The Klotho knockout mouse is thought to be a good animal model for human aging. Recent studies have reported on the association of KLOTHO gene mutation with cardiovascular disease in humans. We observed the frequencies of single nucleotide polymorphisms, that is, G-395A in the promoter region, C1818T in exon 4, and a functional variant, KL-VS, of KLOTHO gene in Koreans, and we investigated their relationships with the presence of coronary artery disease (CAD) in patients who had undergone coronary angiograms. A total of 274 subjects who underwent coronary angiograms because of chest pain were enrolled, and their blood pressure, body mass index, fasting blood glucose level, and lipid profiles were measured. Genotypings were performed on samples of their blood with real-time polymerase chain reaction. Two single nucleotide polymorphisms, G-395A and C1818T, complied with Hardy-Weinberg equilibrium. For the KL-VS genotype, 1 homozygote subject for the adverse allele was detected among the entire population (GG for F352V and CC for C370S). When the subjects were classified into 4 groups according to the number of stenotic vessels, there were no differences among the mean values of the cardiovascular risk factors, except for age and the fasting blood glucose levels, which showed a significant difference between that of the normal and the diseased vessel groups. There were no differences in the prevalence of CAD according to the genotypes of the G-395A polymorphism; however, for the C1818T polymorphism, those subjects with the T allele showed a lower prevalence of CAD than those with the CC genotype. When the subjects were divided into 2 groups according to age, in the group younger than 60 years, T allele carriers of the C1818T polymorphism showed a lower prevalence of CAD than did the noncarriers. In the group older than 60 years, A allele carriers of the G-395A polymorphism showed a lower prevalence of CAD than did the noncarriers. On the haplotype analysis, the GG-CC haplotype showed an increased risk for CAD with an odds ratio of 2.594 (95% confidence interval, 1.385-4.858; P = 0.003). Differential effects of age were observed in the association of KLOTHO G-395A and C1818T polymorphisms with CAD in Koreans. The KL-VS variant seems to be rarely found in the Korean population. These results infer the possibility of the KLOTHO gene being a candidate gene of atherosclerosis in humans, and further research on this topic needs to be done.

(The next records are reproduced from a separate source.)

use super::error::{InventoryError, Result};
use super::model::Inventory;
use std::path::{Path, PathBuf};

/// Source of an inventory.
pub trait InventoryLoader {
    fn load(&self) -> Result<Inventory>;
}

/// Inventory read from a YAML file on disk.
#[derive(Debug, Clone)]
pub struct YamlInventory {
    path: PathBuf,
}

impl YamlInventory {
    pub fn new(path: impl AsRef<Path>) -> Self {
        Self {
            path: path.as_ref().to_path_buf(),
        }
    }
}

impl InventoryLoader for YamlInventory {
    fn load(&self) -> Result<Inventory> {
        let content = std::fs::read_to_string(&self.path).map_err(|source| InventoryError::Read {
            path: self.path.display().to_string(),
            source,
        })?;
        Inventory::from_yaml(&content)
    }
}
//! Henchman - agentless configuration management
//!
//! Plans are ordered lists of tasks. Each task names a module: a standalone
//! executable that is uploaded to the target, fed its parameters as JSON on
//! stdin, and answers with a JSON result on stdout. Hosts come from a YAML
//! inventory and are reached over SSH, or through the local shell.

pub mod cli;
pub mod config;
pub mod deploy;
pub mod engine;
pub mod error;
pub mod inventory;
pub mod logging;
pub mod modules;
pub mod plan;
pub mod template;
pub mod transport;
pub mod types;

pub use error::{ErrorKind, HenchmanError};
pub use inventory::{Inventory, Machine};
pub use plan::{Plan, Task};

klotho基因敲除小鼠被认为是研究人类衰老的良好动物模型。最近的研究报道了KLOTHO基因突变与人类心血管疾病的关联。我们观察了韩国人群中KLOTHO基因单核苷酸多态性的频率,即启动子区域的G-395A、外显子4的C1818T以及一个功能性变体KL-VS,并研究了它们与接受冠状动脉造影患者的冠状动脉疾病(CAD)存在情况的关系。共有274名因胸痛接受冠状动脉造影的受试者入组,测量了他们的血压、体重指数、空腹血糖水平和血脂谱。用实时聚合酶链反应对他们的血液样本进行基因分型。两个单核苷酸多态性G-395A和C1818T符合哈迪-温伯格平衡。对于KL-VS基因型,在整个人群中检测到1名不良等位基因纯合子受试者(F352V为GG,C370S为CC)。当根据狭窄血管数量将受试者分为4组时,除年龄和空腹血糖水平外,心血管危险因素的平均值在各组间无差异,年龄和空腹血糖水平在正常血管组和病变血管组之间存在显著差异。根据G-395A多态性的基因型,CAD患病率无差异;然而,对于C1818T多态性而言,携带T等位基因的受试者CAD患病率低于CC基因型受试者。当根据年龄将受试者分为2组时,在60岁以下组中,C1818T多态性的T等位基因携带者CAD患病率低于非携带者。在60岁以上组中,G-395A多态性的A等位基因携带者CAD患病率低于非携带者。单倍型分析显示,GG-CC单倍型使CAD风险增加,优势比为2.594(95%置信区间为1.385 - 4.858;P = 0.003)。在韩国人群中,观察到KLOTHO基因G-395A和C1818T多态性与CAD关联存在年龄差异效应。KL-VS变体在韩国人群中似乎很少见。这些结果提示KLOTHO基因有可能是人类动脉粥样硬化的候选基因,并需要对此主题进行进一步研究。